業界のアップデートという点では、ダイナミック・プライシングの導入や、労務管理DXを検討しています。河野太郎行政改革担当大臣の発言を受けてのことです。業界には、いわゆるアイドルタイムがあり、12時~16時は利用者が少ない時間帯です。需給に応じたダイナミック・プライシングを導入できれば、さらに新しい事業の可能性も芽吹きます。たとえば、タクシー利用料を無料にして、小売企業や施設事業者と連携するビジネスモデル。移動の必然性をつくりだし、創客・送客することで事業者から対価をいただく、という事業も検討できます。
また、労務管理の分野も規制緩和が進む可能性があります。タクシー事業者(自動車運送事業者)には、運転者に対する運行管理が義務付けられており、乗務前後の対面での点呼が必要です。ITを駆使して、これを効率化していきたい。

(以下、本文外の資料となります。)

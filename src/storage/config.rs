//! Configuration handling for subnav
//!
//! Configuration is stored in `.subnav/config.toml` (project) and
//! `~/.config/subnav/config.toml` (global).

use std::fs;
use std::path::{Path, PathBuf};

use anyhow::{Context, Result};
use chrono::Duration;
use directories::ProjectDirs;
use serde::{Deserialize, Serialize};
use thiserror::Error;

use super::cache::{DEFAULT_CAPACITY, DEFAULT_TTL_MS};

#[derive(Debug, Error)]
pub enum ConfigError {
    #[error("Invalid configuration: {0}")]
    Invalid(String),

    #[error("Failed to parse configuration: {0}")]
    Parse(String),
}

/// Which hierarchy backend answers parent/children lookups
#[derive(Debug, Clone, Copy, Serialize, Deserialize, Default, PartialEq, Eq)]
#[serde(rename_all = "snake_case")]
pub enum SourceKind {
    /// `.subnav/tasks.jsonl`
    #[default]
    Local,
    /// Asana REST API
    Asana,
}

impl SourceKind {
    pub fn as_str(&self) -> &str {
        match self {
            SourceKind::Local => "local",
            SourceKind::Asana => "asana",
        }
    }
}

/// Navigation cache settings
#[derive(Debug, Clone, Serialize, Deserialize, PartialEq, Eq)]
#[serde(default)]
pub struct CacheConfig {
    /// Milliseconds a children list is served without re-fetching
    pub ttl_ms: u64,

    /// Maximum number of children lists kept
    pub capacity: usize,
}

impl Default for CacheConfig {
    fn default() -> Self {
        Self {
            ttl_ms: DEFAULT_TTL_MS,
            capacity: DEFAULT_CAPACITY,
        }
    }
}

impl CacheConfig {
    pub fn ttl(&self) -> Duration {
        Duration::milliseconds(i64::try_from(self.ttl_ms).unwrap_or(i64::MAX))
    }

    fn validate(&self) -> Result<(), ConfigError> {
        if self.capacity == 0 {
            return Err(ConfigError::Invalid("cache.capacity must be at least 1".to_string()));
        }
        Ok(())
    }
}

/// Asana backend settings
#[derive(Debug, Clone, Serialize, Deserialize, PartialEq, Eq)]
#[serde(default)]
pub struct AsanaConfig {
    /// API root, without trailing slash
    pub base_url: String,

    /// Environment variable holding the personal access token
    pub token_env: String,

    /// Per-request timeout
    pub timeout_secs: u64,
}

impl Default for AsanaConfig {
    fn default() -> Self {
        Self {
            base_url: "https://app.asana.com/api/1.0".to_string(),
            token_env: "ASANA_TOKEN".to_string(),
            timeout_secs: 10,
        }
    }
}

/// Interactive navigator settings
#[derive(Debug, Clone, Serialize, Deserialize, PartialEq, Eq)]
#[serde(default)]
pub struct TuiConfig {
    /// How long a status toast stays visible
    pub toast_ms: u64,
}

impl Default for TuiConfig {
    fn default() -> Self {
        Self { toast_ms: 1200 }
    }
}

/// Project-level configuration
#[derive(Debug, Clone, Serialize, Deserialize, Default, PartialEq, Eq)]
#[serde(default)]
pub struct ProjectConfig {
    /// Hierarchy backend
    pub source: SourceKind,

    /// Cache settings
    pub cache: CacheConfig,

    /// Asana settings (used when `source = "asana"`)
    pub asana: AsanaConfig,

    /// TUI settings
    pub tui: TuiConfig,
}

impl ProjectConfig {
    fn validate(self) -> Result<Self, ConfigError> {
        self.cache.validate()?;
        if self.asana.timeout_secs == 0 {
            return Err(ConfigError::Invalid("asana.timeout_secs must be at least 1".to_string()));
        }
        Ok(self)
    }
}

/// Global user configuration
#[derive(Debug, Clone, Serialize, Deserialize, Default)]
#[serde(default)]
pub struct GlobalConfig {
    /// Default output format (text or json)
    pub default_format: OutputFormat,
}

/// Output format for commands
#[derive(Debug, Clone, Copy, Serialize, Deserialize, Default, PartialEq, Eq, clap::ValueEnum)]
#[serde(rename_all = "snake_case")]
pub enum OutputFormat {
    #[default]
    Text,
    Json,
}

/// Combined configuration (global + project)
#[derive(Debug, Clone)]
pub struct Config {
    pub project: ProjectConfig,
    pub global: GlobalConfig,
}

impl Config {
    /// Loads configuration for a specific project
    pub fn for_project(project_root: &Path) -> Result<Self> {
        let global = Self::load_global()?;
        let project = Self::load_project_config(project_root)?;

        Ok(Self { project, global })
    }

    /// Returns the global config directory
    pub fn global_config_dir() -> Option<PathBuf> {
        ProjectDirs::from("dev", "subnav", "subnav").map(|dirs| dirs.config_dir().to_path_buf())
    }

    /// Loads global configuration
    pub fn load_global() -> Result<GlobalConfig> {
        let config_dir = match Self::global_config_dir() {
            Some(dir) => dir,
            None => return Ok(GlobalConfig::default()),
        };

        let config_path = config_dir.join("config.toml");
        if !config_path.exists() {
            return Ok(GlobalConfig::default());
        }

        let content = fs::read_to_string(&config_path)
            .with_context(|| format!("Failed to read global config: {}", config_path.display()))?;

        toml::from_str(&content)
            .map_err(|e| ConfigError::Parse(e.to_string()))
            .context("Failed to parse global config")
    }

    /// Loads project configuration from a specific root
    fn load_project_config(project_root: &Path) -> Result<ProjectConfig> {
        let config_path = project_root.join(".subnav").join("config.toml");

        if !config_path.exists() {
            return Ok(ProjectConfig::default());
        }

        let content = fs::read_to_string(&config_path)
            .with_context(|| format!("Failed to read project config: {}", config_path.display()))?;

        toml::from_str::<ProjectConfig>(&content)
            .map_err(|e| ConfigError::Parse(e.to_string()))
            .and_then(ProjectConfig::validate)
            .context("Failed to load project config")
    }

    /// Finds the project root by looking for `.subnav/` directory
    pub fn find_project_root() -> Option<PathBuf> {
        let mut current = std::env::current_dir().ok()?;

        loop {
            let subnav_dir = current.join(".subnav");
            if subnav_dir.is_dir() {
                return Some(current);
            }

            if !current.pop() {
                return None;
            }
        }
    }
}

#[cfg(test)]
mod tests {
    use super::*;
    use tempfile::TempDir;

    #[test]
    fn default_config() {
        let config = Config {
            project: ProjectConfig::default(),
            global: GlobalConfig::default(),
        };

        assert_eq!(config.project.source, SourceKind::Local);
        assert_eq!(config.project.cache.ttl_ms, 60_000);
        assert_eq!(config.project.cache.capacity, 20);
        assert_eq!(config.project.tui.toast_ms, 1200);
        assert_eq!(config.global.default_format, OutputFormat::Text);
    }

    #[test]
    fn parse_project_config() {
        let toml = r#"
source = "asana"

[cache]
ttl_ms = 5000

[asana]
token_env = "MY_TOKEN"
"#;

        let config: ProjectConfig = toml::from_str(toml).unwrap();
        assert_eq!(config.source, SourceKind::Asana);
        assert_eq!(config.cache.ttl_ms, 5000);
        assert_eq!(config.cache.capacity, 20);
        assert_eq!(config.cache.ttl(), Duration::milliseconds(5000));
        assert_eq!(config.asana.token_env, "MY_TOKEN");
        assert_eq!(config.asana.timeout_secs, 10);
    }

    #[test]
    fn parse_global_config() {
        let toml = r#"
default_format = "json"
"#;

        let config: GlobalConfig = toml::from_str(toml).unwrap();
        assert_eq!(config.default_format, OutputFormat::Json);
    }

    #[test]
    fn zero_capacity_is_rejected() {
        let dir = TempDir::new().unwrap();
        fs::create_dir_all(dir.path().join(".subnav")).unwrap();
        fs::write(
            dir.path().join(".subnav").join("config.toml"),
            "[cache]\ncapacity = 0\n",
        )
        .unwrap();

        assert!(Config::load_project_config(dir.path()).is_err());
    }

    #[test]
    fn missing_project_config_is_default() {
        let dir = TempDir::new().unwrap();
        let config = Config::load_project_config(dir.path()).unwrap();
        assert_eq!(config, ProjectConfig::default());
    }
}
//! Task identifiers
//!
//! A task id is an opaque string handed out by the hierarchy backend.
//! In practice it is a numeric string (`"1204398120943"`), but nothing
//! in the engine depends on that: equality is exact string match.
//!
//! Ids can also be recovered from a location path the way a task page
//! encodes them:
//! - `/…/task/{digits}` anywhere in the path wins
//! - otherwise the last path segment, if it is all digits

use serde::{Deserialize, Serialize};
use std::fmt;
use std::str::FromStr;
use thiserror::Error;

#[derive(Debug, Error, PartialEq)]
pub enum IdError {
    #[error("Task ID cannot be empty")]
    Empty,

    #[error("Invalid task ID '{0}': whitespace is not allowed")]
    Whitespace(String),
}

/// Opaque task identifier
#[derive(Debug, Clone, PartialEq, Eq, Hash, PartialOrd, Ord, Serialize, Deserialize)]
#[serde(try_from = "String", into = "String")]
pub struct TaskId(String);

impl TaskId {
    /// Returns the id as a string slice
    pub fn as_str(&self) -> &str {
        &self.0
    }

    /// Returns the numeric value of the id, if it is a numeric string
    pub fn numeric(&self) -> Option<u64> {
        self.0.parse().ok()
    }

    /// Extracts a task id from a location path (`/0/123/456`, `/task/456`)
    pub fn from_location(path: &str) -> Option<Self> {
        let segments: Vec<&str> = path.split('/').filter(|s| !s.is_empty()).collect();

        let tagged = segments
            .windows(2)
            .find(|pair| pair[0] == "task" && is_digits(pair[1]))
            .map(|pair| pair[1]);

        let found = tagged.or_else(|| segments.last().copied().filter(|s| is_digits(s)))?;
        Some(Self(found.to_string()))
    }
}

fn is_digits(s: &str) -> bool {
    !s.is_empty() && s.chars().all(|c| c.is_ascii_digit())
}

impl fmt::Display for TaskId {
    fn fmt(&self, f: &mut fmt::Formatter<'_>) -> fmt::Result {
        f.write_str(&self.0)
    }
}

impl FromStr for TaskId {
    type Err = IdError;

    fn from_str(s: &str) -> Result<Self, Self::Err> {
        let s = s.trim();
        if s.is_empty() {
            return Err(IdError::Empty);
        }
        if s.chars().any(char::is_whitespace) {
            return Err(IdError::Whitespace(s.to_string()));
        }
        Ok(Self(s.to_string()))
    }
}

impl TryFrom<String> for TaskId {
    type Error = IdError;

    fn try_from(value: String) -> Result<Self, Self::Error> {
        value.parse()
    }
}

impl From<TaskId> for String {
    fn from(id: TaskId) -> Self {
        id.0
    }
}

impl AsRef<str> for TaskId {
    fn as_ref(&self) -> &str {
        &self.0
    }
}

リモートでの点呼確認もそうですし、小規模事業者にとっては、運行管理者をアウトソーシングすることで人件費をスリムにできます。世界的な潮流として、ギグワーカーに対しても最低賃金の保障や労働時間の制約、健康保険の加入が義務付けられる傾向にあります。ライドシェアというビジネスモデルの「前提」に規制がかかる、という状況にあるわけです。日本のタクシー業界は、日本のタクシーならではの利便性や質の高いサービス提供が求められています。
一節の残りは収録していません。